■ **Dataset entries**:
impl SimEngine {
    /// Engine in its reset state
    #[must_use]
    pub const fn new() -> Self {
        Self {
            cr: 0,
            dmacr: 0,
            imscr: 0,
            key: [0; KEY_REGISTERS],
            iv: [0; IV_REGISTERS],
            working: [0; CONTEXT_WORKING_REGISTERS],
            final_state: [0; CONTEXT_FINAL_REGISTERS],
            input: Deque::new(),
            output: Deque::new(),
            dma_in: Deque::new(),
            dma_out: Deque::new(),
            job: None,
            latency: 1,
            stalled: false,
            decrypt_ready: false,
        }
    }

    /// Ticks a block (or key preparation) stays busy, minimum 1
    pub fn set_latency(&mut self, ticks: u32) {
        self.latency = ticks.max(1);
    }

    /// Freeze the datapath; DMA keeps moving words
    pub fn set_stalled(&mut self, stalled: bool) {
        self.stalled = stalled;
    }

    /// Queue words on the input DMA stream
    ///
    /// They reach the input FIFO while input DMA requests are enabled.
    /// Returns how many words were accepted.
    pub fn dma_feed(&mut self, words: &[u32]) -> usize {
        let mut accepted = 0;
        for w in words {
            if self.dma_in.push_back(*w).is_err() {
                break;
            }
            accepted += 1;
        }
        accepted
    }

    /// Words still waiting on the input DMA stream
    #[must_use]
    pub fn dma_pending(&self) -> usize {
        self.dma_in.len()
    }

    /// Collect words the output DMA stream has moved out of the engine
    pub fn take_dma_output(&mut self, out: &mut [u32]) -> usize {
        let mut taken = 0;
        for slot in out.iter_mut() {
            match self.dma_out.pop_front() {
                Some(w) => {
                    *slot = w;
                    taken += 1;
                }
                None => break,
            }
        }
        taken
    }

    fn enabled(&self) -> bool {
        self.cr & CR_CRYPEN != 0
    }

    fn config(&self) -> Option<EngineConfig> {
        EngineConfig::from_control(self.cr)
    }

    fn padding(&self) -> u32 {
        (self.cr & CR_NPBLB_MASK) >> CR_NPBLB_SHIFT
    }

    fn status(&self) -> Status {
        let mut sr = Status::empty();
        sr.set(Status::IN_EMPTY, self.input.is_empty());
        sr.set(Status::IN_NOT_FULL, !self.input.is_full());
        sr.set(Status::OUT_NOT_EMPTY, !self.output.is_empty());
        sr.set(Status::OUT_FULL, self.output.is_full());
        sr.set(Status::BUSY, self.job.is_some());
        sr
    }

    fn raw_interrupts(&self) -> Interrupts {
        let mut ris = Interrupts::empty();
        ris.set(
            Interrupts::INPUT,
            self.enabled() && self.input.len() < IN_SERVICE_THRESHOLD,
        );
        ris.set(Interrupts::OUTPUT, !self.output.is_empty());
        ris
    }

    // Datapath

    fn key_bytes(&self) -> [u8; 32] {
        let mut bytes = [0u8; 32];
        for (chunk, w) in bytes.chunks_exact_mut(4).zip(self.key.iter()) {
            chunk.copy_from_slice(&w.to_be_bytes());
        }
        bytes
    }

    fn aes(&self, size: KeySize, encrypt: bool, data: u128) -> u128 {
        let key = self.key_bytes();
        let mut block = Block::clone_from_slice(&data.to_be_bytes());
        match size {
            KeySize::Aes128 => {
                if let Ok(c) = Aes128::new_from_slice(&key[16..]) {
                    crypt(&c, encrypt, &mut block);
                }
            }
            KeySize::Aes192 => {
                if let Ok(c) = Aes192::new_from_slice(&key[8..]) {
                    crypt(&c, encrypt, &mut block);
                }
            }
            KeySize::Aes256 => {
                if let Ok(c) = Aes256::new_from_slice(&key) {
                    crypt(&c, encrypt, &mut block);
                }
            }
        }
        let mut out = [0u8; 16];
        out.copy_from_slice(&block);
        u128::from_be_bytes(out)
    }

    /// ECB/CBC decryption only works after a key preparation pass; without
    /// it the engine runs the forward schedule and produces garbage
    fn aes_inverse(&self, size: KeySize, data: u128) -> u128 {
        self.aes(size, !self.decrypt_ready, data)
    }

    fn des(&self, triple: bool, encrypt: bool, data: u64) -> u64 {
        let key = self.key_bytes();
        let mut block = cipher::Block::<Des>::clone_from_slice(&data.to_be_bytes());
        if triple {
            if let Ok(c) = TdesEde3::new_from_slice(&key[8..]) {
                crypt(&c, encrypt, &mut block);
            }
        } else if let Ok(c) = Des::new_from_slice(&key[8..16]) {
            crypt(&c, encrypt, &mut block);
        }
        let mut out = [0u8; 8];
        out.copy_from_slice(&block);
        u64::from_be_bytes(out)
    }

    fn counter(&self) -> u128 {
        get128(&self.iv)
    }

    fn next_counter(&mut self) -> u128 {
        let ctr = self.counter();
        self.iv[3] = self.iv[3].wrapping_add(1);
        ctr
    }

    #[allow(clippy::cast_possible_truncation)]
    fn run_des(&mut self, triple: bool, chaining: Chaining, encrypt: bool, data: u64) -> u64 {
        match chaining {
            Chaining::Ecb => self.des(triple, encrypt, data),
            Chaining::Cbc => {
                let iv = (u64::from(self.iv[0]) << 32) | u64::from(self.iv[1]);
                let (out, next_iv) = if encrypt {
                    let c = self.des(triple, true, data ^ iv);
                    (c, c)
                } else {
                    (self.des(triple, false, data) ^ iv, data)
                };
                self.iv[0] = (next_iv >> 32) as u32;
                self.iv[1] = next_iv as u32;
                out
            }
        }
    }

    fn run_aes(&mut self, mode: AesMode, size: KeySize, encrypt: bool, data: u128) -> Option<u128> {
        let phase = Phase::from_cr_bits(self.cr);
        let keep = keep_mask(self.padding());
        match mode {
            AesMode::Ecb if encrypt => Some(self.aes(size, true, data)),
            AesMode::Ecb => Some(self.aes_inverse(size, data)),
            AesMode::Cbc => {
                let iv = self.counter();
                let (out, next_iv) = if encrypt {
                    let c = self.aes(size, true, data ^ iv);
                    (c, c)
                } else {
                    (self.aes_inverse(size, data) ^ iv, data)
                };
                put128(&mut self.iv, next_iv);
                Some(out)
            }
            AesMode::Ctr => {
                let ctr = self.next_counter();
                Some(data ^ self.aes(size, true, ctr))
            }
            AesMode::KeyPrep => None,
            AesMode::Gcm => {
                let h = get128(&self.working[4..]);
                let acc = get128(&self.working[..4]);
                match phase {
                    Phase::Init => None,
                    Phase::Header => {
                        put128(&mut self.working[..4], ghash::fold(acc, h, data));
                        None
                    }
                    Phase::Payload => {
                        let ctr = self.next_counter();
                        let out = data ^ self.aes(size, true, ctr);
                        let cipher_block = if encrypt { out } else { data };
                        put128(&mut self.working[..4], ghash::fold(acc, h, cipher_block & keep));
                        Some(out)
                    }
                    Phase::Final => {
                        let ghash = ghash::fold(acc, h, data);
                        put128(&mut self.working[..4], ghash);
                        Some(ghash ^ get128(&self.final_state[..4]))
                    }
                }
            }
            AesMode::Ccm => {
                let mac = get128(&self.working[..4]);
                match phase {
                    Phase::Init => {
                        // B0 opens the CBC-MAC, then the engine disables itself
                        let opened = self.aes(size, true, data);
                        put128(&mut self.working[..4], opened);
                        self.cr &= !CR_CRYPEN;
                        None
                    }
                    Phase::Header => {
                        let next = self.aes(size, true, mac ^ data);
                        put128(&mut self.working[..4], next);
                        None
                    }
                    Phase::Payload => {
                        let ctr = self.next_counter();
                        let out = data ^ self.aes(size, true, ctr);
                        let plain = if encrypt { data } else { out & keep };
                        let next = self.aes(size, true, mac ^ plain);
                        put128(&mut self.working[..4], next);
                        Some(out)
                    }
                    // The caller feeds CTR0
                    Phase::Final => Some(self.aes(size, true, data) ^ mac),
                }
            }
        }
    }

    fn gcm_init(&mut self) {
        let Some(EngineConfig {
            algorithm: Algorithm::Aes(AesMode::Gcm, size),
            ..
        }) = self.config()
        else {
            return;
        };
        let h = self.aes(size, true, 0);
        let j0 = self.next_counter();
        let mask = self.aes(size, true, j0);
        put128(&mut self.working[..4], 0);
        put128(&mut self.working[4..], h);
        put128(&mut self.final_state[..4], mask);
        self.cr &= !CR_CRYPEN;
    }

    #[allow(clippy::cast_possible_truncation)]
    fn process(&mut self, words: [u32; 4]) {
        let Some(config) = self.config() else {
            return;
        };
        let encrypt = config.direction == Direction::Encrypt;
        let mut out = [0u32; 4];
        let produced = match config.algorithm {
            Algorithm::Des(chaining) | Algorithm::Tdes(chaining) => {
                let triple = matches!(config.algorithm, Algorithm::Tdes(_));
                let data = (u64::from(words[0]) << 32) | u64::from(words[1]);
                let r = self.run_des(triple, chaining, encrypt, data);
                out[0] = (r >> 32) as u32;
                out[1] = r as u32;
                2
            }
            Algorithm::Aes(mode, size) => match self.run_aes(mode, size, encrypt, get128(&words)) {
                Some(r) => {
                    put128(&mut out, r);
                    4
                }
                None => 0,
            },
        };
        for w in out.iter().take(produced) {
            let _ = self.output.push_back(config.data_type.swap(*w));
        }
    }

    // Sequencing

    fn on_enable(&mut self) {
        let Some(config) = self.config() else {
            return;
        };
        let work = match config.algorithm {
            Algorithm::Aes(AesMode::KeyPrep, _) => Work::KeyPrep,
            Algorithm::Aes(AesMode::Gcm, _) if Phase::from_cr_bits(self.cr) == Phase::Init => {
                Work::GcmInit
            }
            _ => return,
        };
        self.job = Some(Job {
            work,
            remaining: self.latency,
        });
    }

    fn try_start(&mut self) {
        if !self.enabled() {
            return;
        }
        let Some(config) = self.config() else {
            return;
        };
        let phase = Phase::from_cr_bits(self.cr);
        let words = config.algorithm.block_words();
        let produces_output = match config.algorithm {
            Algorithm::Aes(AesMode::KeyPrep, _) => return,
            Algorithm::Aes(AesMode::Gcm, _) if phase == Phase::Init => return,
            Algorithm::Aes(AesMode::Gcm | AesMode::Ccm, _) => {
                matches!(phase, Phase::Payload | Phase::Final)
            }
            _ => true,
        };
        if self.input.len() < words {
            return;
        }
        if produces_output && self.output.len() + words > OUT_FIFO_WORDS {
            return;
        }

        let mut block = [0u32; 4];
        for slot in block.iter_mut().take(words) {
            if let Some(w) = self.input.pop_front() {
                *slot = config.data_type.swap(w);
            }
        }
        self.job = Some(Job {
            work: Work::Block(block),
            remaining: self.latency,
        });
    }

    fn complete(&mut self, work: Work) {
        match work {
            Work::KeyPrep => self.decrypt_ready = true,
            Work::GcmInit => self.gcm_init(),
            Work::Block(words) => self.process(words),
        }
    }

    fn service_dma(&mut self) {
        if !self.enabled() {
            return;
        }
        if self.dmacr & DmaRequests::INPUT.bits() != 0 {
            while !self.input.is_full() {
                let Some(w) = self.dma_in.pop_front() else {
                    break;
                };
                let _ = self.input.push_back(w);
            }
        }
        if self.dmacr & DmaRequests::OUTPUT.bits() != 0 {
            while !self.dma_out.is_full() {
                let Some(w) = self.output.pop_front() else {
                    break;
                };
                let _ = self.dma_out.push_back(w);
            }
        }
    }

    fn tick(&mut self) {
        self.service_dma();
        if self.stalled {
            return;
        }
        match self.job {
            Some(job) if job.remaining > 1 => {
                self.job = Some(Job {
                    remaining: job.remaining - 1,
                    ..job
                });
            }
            Some(job) => {
                self.job = None;
                self.complete(job.work);
                self.try_start();
            }
            None => self.try_start(),
        }
    }

    fn write_cr(&mut self, value: u32) {
        let was_enabled = self.enabled();
        if value & CR_FFLUSH != 0 {
            self.input.clear();
            self.output.clear();
        }
        self.cr = value & !CR_FFLUSH;
        match (was_enabled, self.enabled()) {
            (false, true) => self.on_enable(),
            (true, false) => self.job = None,
            _ => {}
        }
    }
}
use axum::{
    Json, Router,
    extract::State,
    http::StatusCode,
    response::{IntoResponse, Response},
    routing::get,
};
use fivemon_backend::fetcher::SnapshotFetcher;
use fivemon_backend::helpers;
use fivemon_backend::poller::{PollOutcome, Poller};
use fivemon_store::Store;
use serde_json::{Value, json};
use std::sync::Arc;
use std::time::Duration;
use tokio::net::TcpListener;
use tokio::sync::Mutex;
use tokio_util::sync::CancellationToken;

/// What the fake game server answers. `None` means 503.
#[derive(Default)]
struct Upstream {
    players: Option<Value>,
    info: Option<Value>,
    dynamic: Option<Value>,
    /// Extra latency on info.json
    info_delay: Duration,
}

type Shared = Arc<Mutex<Upstream>>;

fn healthy_upstream() -> Upstream {
    Upstream {
        players: Some(json!([
            { "id": 7, "name": "Abby", "ping": 40, "identifiers": ["license:abby"], "endpoint": "10.0.0.7:1" },
            { "id": 12, "name": "Ben", "ping": 55, "identifiers": ["license:ben"] }
        ])),
        info: Some(json!({ "version": 6683, "vars": { "sv_projectName": "Test City RP" } })),
        dynamic: Some(json!({ "clients": 2, "hostname": "Test City" })),
        info_delay: Duration::ZERO,
    }
}

async fn respond(body: Option<Value>) -> Response {
    match body {
        Some(body) => Json(body).into_response(),
        None => StatusCode::SERVICE_UNAVAILABLE.into_response(),
    }
}

async fn players_json(State(upstream): State<Shared>) -> Response {
    let body = upstream.lock().await.players.clone();
    respond(body).await
}

async fn info_json(State(upstream): State<Shared>) -> Response {
    let (body, delay) = {
        let upstream = upstream.lock().await;
        (upstream.info.clone(), upstream.info_delay)
    };
    tokio::time::sleep(delay).await;
    respond(body).await
}

async fn dynamic_json(State(upstream): State<Shared>) -> Response {
    let body = upstream.lock().await.dynamic.clone();
    respond(body).await
}

/// Helper to start a fake game server and return its base URL
async fn spawn_upstream(upstream: Shared) -> String {
    let app = Router::new()
        .route("/players.json", get(players_json))
        .route("/info.json", get(info_json))
        .route("/dynamic.json", get(dynamic_json))
        .with_state(upstream);

    let listener = TcpListener::bind("127.0.0.1:0").await.unwrap();
    let addr = listener.local_addr().unwrap();
    tokio::spawn(async move {
        axum::serve(listener, app).await.unwrap();
    });
    format!("http://{}", addr)
}

/// Helper to build a poller against `base_url`
fn setup_poller(base_url: String, timeout: Duration) -> (Poller, Store) {
    let store = Store::new(helpers::now());
    let fetcher = SnapshotFetcher::new(base_url, timeout).expect("Failed to build fetcher");
    let poller = Poller::new(store.clone(), fetcher, Duration::from_secs(30), 48);
    (poller, store)
}

// =============================================================================
// FETCHER TESTS
// =============================================================================

#[tokio::test]
async fn test_fetch_all_sources() {
    // GIVEN: A healthy game server
    let base_url = spawn_upstream(Arc::new(Mutex::new(healthy_upstream()))).await;
    let fetcher = SnapshotFetcher::new(base_url, Duration::from_secs(8)).unwrap();

    // WHEN: Fetching a snapshot
    let snapshot = fetcher.fetch().await;

    // THEN: All three sources are present
    let players = snapshot.players.unwrap();
    assert_eq!(players.len(), 2);
    assert_eq!(players[0].name.as_deref(), Some("Abby"));
    assert_eq!(players[1].endpoint, None);
    assert_eq!(snapshot.info.unwrap()["version"], 6683);
    assert_eq!(snapshot.dynamic.unwrap()["clients"], 2);
}

#[tokio::test]
async fn test_fetch_treats_null_body_as_missing() {
    // GIVEN: A game server answering `null` for info
    let upstream = Upstream {
        info: Some(Value::Null),
        ..healthy_upstream()
    };
    let base_url = spawn_upstream(Arc::new(Mutex::new(upstream))).await;
    let fetcher = SnapshotFetcher::new(base_url, Duration::from_secs(8)).unwrap();

    // WHEN: Fetching a snapshot
    let snapshot = fetcher.fetch().await;

    // THEN: Info is absent, the rest is present
    assert!(snapshot.info.is_none());
    assert!(snapshot.players.is_some());
    assert!(snapshot.dynamic.is_some());
}

#[tokio::test]
async fn test_fetch_keeps_players_with_malformed_entries() {
    // GIVEN: A game server reporting a fractional and a negative ping
    let upstream = Upstream {
        players: Some(json!([
            { "id": 7, "name": "Abby", "ping": 40.5 },
            { "id": 12, "name": "Ben", "ping": -1 }
        ])),
        ..healthy_upstream()
    };
    let base_url = spawn_upstream(Arc::new(Mutex::new(upstream))).await;
    let fetcher = SnapshotFetcher::new(base_url, Duration::from_secs(8)).unwrap();

    // WHEN: Fetching a snapshot
    let snapshot = fetcher.fetch().await;

    // THEN: The players source still succeeds
    let players = snapshot.players.unwrap();
    assert_eq!(players.len(), 2);
    assert_eq!(players[0].ping, Some(40));
    assert_eq!(players[1].name.as_deref(), Some("Ben"));
    assert_eq!(players[1].ping, None);
}

#[tokio::test]
async fn test_fetch_times_out_slow_source_only() {
    // GIVEN: info.json takes longer than the timeout
    let upstream = Upstream {
        info_delay: Duration::from_secs(3),
        ..healthy_upstream()
    };
    let base_url = spawn_upstream(Arc::new(Mutex::new(upstream))).await;
    let fetcher = SnapshotFetcher::new(base_url, Duration::from_millis(300)).unwrap();

    // WHEN: Fetching a snapshot
    let snapshot = fetcher.fetch().await;

    // THEN: Only info is missing
    assert!(snapshot.info.is_none());
    assert!(snapshot.players.is_some());
    assert!(snapshot.dynamic.is_some());
}

// =============================================================================
// POLLER TESTS
// =============================================================================

#[tokio::test]
async fn test_poll_updates_store() {
    // GIVEN: A healthy game server
    let base_url = spawn_upstream(Arc::new(Mutex::new(healthy_upstream()))).await;
    let (poller, store) = setup_poller(base_url, Duration::from_secs(8));

    // WHEN: Polling once
    let outcome = poller.poll_once().await;

    // THEN: Every source was applied
    let PollOutcome::Updated(summary) = outcome else {
        panic!("expected the poll to update the store");
    };
    assert!(summary.players_updated && summary.info_updated && summary.dynamic_updated);
    assert_eq!(summary.player_count, 2);

    let overview = store.overview(helpers::now()).await;
    assert!(overview.online);
    assert_eq!(overview.info["hostname"], "Test City RP");
    assert_eq!(overview.stats.total_connections, 2);
    assert_eq!(store.history_len().await, 1);
}

#[tokio::test]
async fn test_partial_failure_keeps_previous_values() {
    // GIVEN: A store populated by one healthy poll
    let upstream = Arc::new(Mutex::new(healthy_upstream()));
    let base_url = spawn_upstream(upstream.clone()).await;
    let (poller, store) = setup_poller(base_url, Duration::from_secs(8));
    poller.poll_once().await;

    // WHEN: Info and dynamic start failing while players change
    {
        let mut upstream = upstream.lock().await;
        upstream.info = None;
        upstream.dynamic = None;
        upstream.players = Some(json!([{ "id": 3, "name": "Cleo" }]));
    }
    let outcome = poller.poll_once().await;

    // THEN: Players are replaced and the failed sources keep their values
    let PollOutcome::Updated(summary) = outcome else {
        panic!("expected the poll to update the store");
    };
    assert!(summary.players_updated);
    assert!(!summary.info_updated && !summary.dynamic_updated);

    let overview = store.overview(helpers::now()).await;
    assert_eq!(overview.players.len(), 1);
    assert_eq!(overview.players[0].name, "Cleo");
    assert_eq!(overview.info["hostname"], "Test City RP");
    assert_eq!(overview.dynamic["clients"], 2);
    assert_eq!(overview.stats.peak_today, 2);
    assert_eq!(overview.stats.total_connections, 3);
}

#[tokio::test]
async fn test_total_failure_leaves_state_untouched() {
    // GIVEN: A store populated by one healthy poll
    let upstream = Arc::new(Mutex::new(healthy_upstream()));
    let base_url = spawn_upstream(upstream.clone()).await;
    let (poller, store) = setup_poller(base_url, Duration::from_secs(8));
    poller.poll_once().await;
    let before = store.players().await;

    // WHEN: Every source fails
    *upstream.lock().await = Upstream::default();
    let outcome = poller.poll_once().await;

    // THEN: Nothing changes
    assert_eq!(outcome, PollOutcome::NoData);
    let after = store.players().await;
    assert_eq!(after.players, before.players);
    assert_eq!(after.last_update, before.last_update);
    assert_eq!(store.history_len().await, 1);
}

#[tokio::test]
async fn test_unreachable_upstream_is_no_data() {
    // GIVEN: Nothing listening on the upstream port
    let listener = TcpListener::bind("127.0.0.1:0").await.unwrap();
    let addr = listener.local_addr().unwrap();
    drop(listener);
    let (poller, store) = setup_poller(format!("http://{}", addr), Duration::from_secs(2));

    // WHEN: Polling
    let outcome = poller.poll_once().await;

    // THEN: The poll is a no-op
    assert_eq!(outcome, PollOutcome::NoData);
    assert!(store.players().await.last_update.is_none());
}

#[tokio::test]
async fn test_overlapping_poll_is_skipped() {
    // GIVEN: A slow game server
    let upstream = Upstream {
        info_delay: Duration::from_millis(500),
        ..healthy_upstream()
    };
    let base_url = spawn_upstream(Arc::new(Mutex::new(upstream))).await;
    let (poller, store) = setup_poller(base_url, Duration::from_secs(8));

    // WHEN: A second poll starts while the first is in flight
    let first = {
        let poller = poller.clone();
        tokio::spawn(async move { poller.poll_once().await })
    };
    tokio::time::sleep(Duration::from_millis(100)).await;
    let second = poller.poll_once().await;

    // THEN: The second is skipped and the first completes
    assert_eq!(second, PollOutcome::Skipped);
    assert!(matches!(first.await.unwrap(), PollOutcome::Updated(_)));
    assert_eq!(store.history_len().await, 1);

    // AND: The guard is released afterwards
    assert!(matches!(poller.poll_once().await, PollOutcome::Updated(_)));
}

#[tokio::test]
async fn test_run_polls_until_cancelled() {
    // GIVEN: A poller on a short interval
    let base_url = spawn_upstream(Arc::new(Mutex::new(healthy_upstream()))).await;
    let store = Store::new(helpers::now());
    let fetcher = SnapshotFetcher::new(base_url, Duration::from_secs(8)).unwrap();
    let poller = Poller::new(store.clone(), fetcher, Duration::from_millis(100), 48);
    let shutdown = CancellationToken::new();

    // WHEN: Running for a while, then cancelling
    let task = tokio::spawn(poller.run(shutdown.clone()));
    tokio::time::sleep(Duration::from_millis(450)).await;
    shutdown.cancel();

    // THEN: The task stops and several polls landed
    tokio::time::timeout(Duration::from_secs(2), task)
        .await
        .expect("poller did not stop")
        .unwrap();
    assert!(store.history_len().await >= 2);
}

■ **To do**: Wherever the string "fold" appears in the data above, report the whole line.

■ **Result of this task**:
                        put128(&mut self.working[..4], ghash::fold(acc, h, data));
                        put128(&mut self.working[..4], ghash::fold(acc, h, cipher_block & keep));
                        let ghash = ghash::fold(acc, h, data);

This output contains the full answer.